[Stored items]
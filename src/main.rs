//! CLI for pandoc-tablespan - run as `pandoc --filter pandoc-tablespan`.

use clap::Parser;
use pandoc_tablespan::TableFilter;
use std::io;
use tracing_subscriber::EnvFilter;

#[derive(Parser, Debug)]
#[command(author, version, about, long_about = None)]
struct Args {
    /// Target output format, passed by pandoc (e.g. latex)
    format: Option<String>,
}

fn main() {
    let args = Args::parse();

    // stdout carries the document, so logs go to stderr (`RUST_LOG=debug`).
    tracing_subscriber::fmt()
        .with_env_filter(
            EnvFilter::try_from_default_env().unwrap_or_else(|_| EnvFilter::new("warn")),
        )
        .with_writer(io::stderr)
        .init();

    let filter = TableFilter::with_defaults();
    let format = args.format.as_deref().unwrap_or_default();

    if let Err(e) = filter.filter_reader(io::stdin().lock(), io::stdout().lock(), format) {
        eprintln!("Error filtering document: {}", e);
        std::process::exit(1);
    }
}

EXERCISE GOAL:
All of the records should be repeated precisely as written.

ANSWER BOX:
filename src/main.rs
//! CLI for pandoc-tablespan - run as `pandoc --filter pandoc-tablespan`.

use clap::Parser;
use pandoc_tablespan::TableFilter;
use std::io;
use tracing_subscriber::EnvFilter;

#[derive(Parser, Debug)]
#[command(author, version, about, long_about = None)]
struct Args {
    /// Target output format, passed by pandoc (e.g. latex)
    format: Option<String>,
}

fn main() {
    let args = Args::parse();

    // stdout carries the document, so logs go to stderr (`RUST_LOG=debug`).
    tracing_subscriber::fmt()
        .with_env_filter(
            EnvFilter::try_from_default_env().unwrap_or_else(|_| EnvFilter::new("warn")),
        )
        .with_writer(io::stderr)
        .init();

    let filter = TableFilter::with_defaults();
    let format = args.format.as_deref().unwrap_or_default();

    if let Err(e) = filter.filter_reader(io::stdin().lock(), io::stdout().lock(), format) {
        eprintln!("Error filtering document: {}", e);
        std::process::exit(1);
    }
}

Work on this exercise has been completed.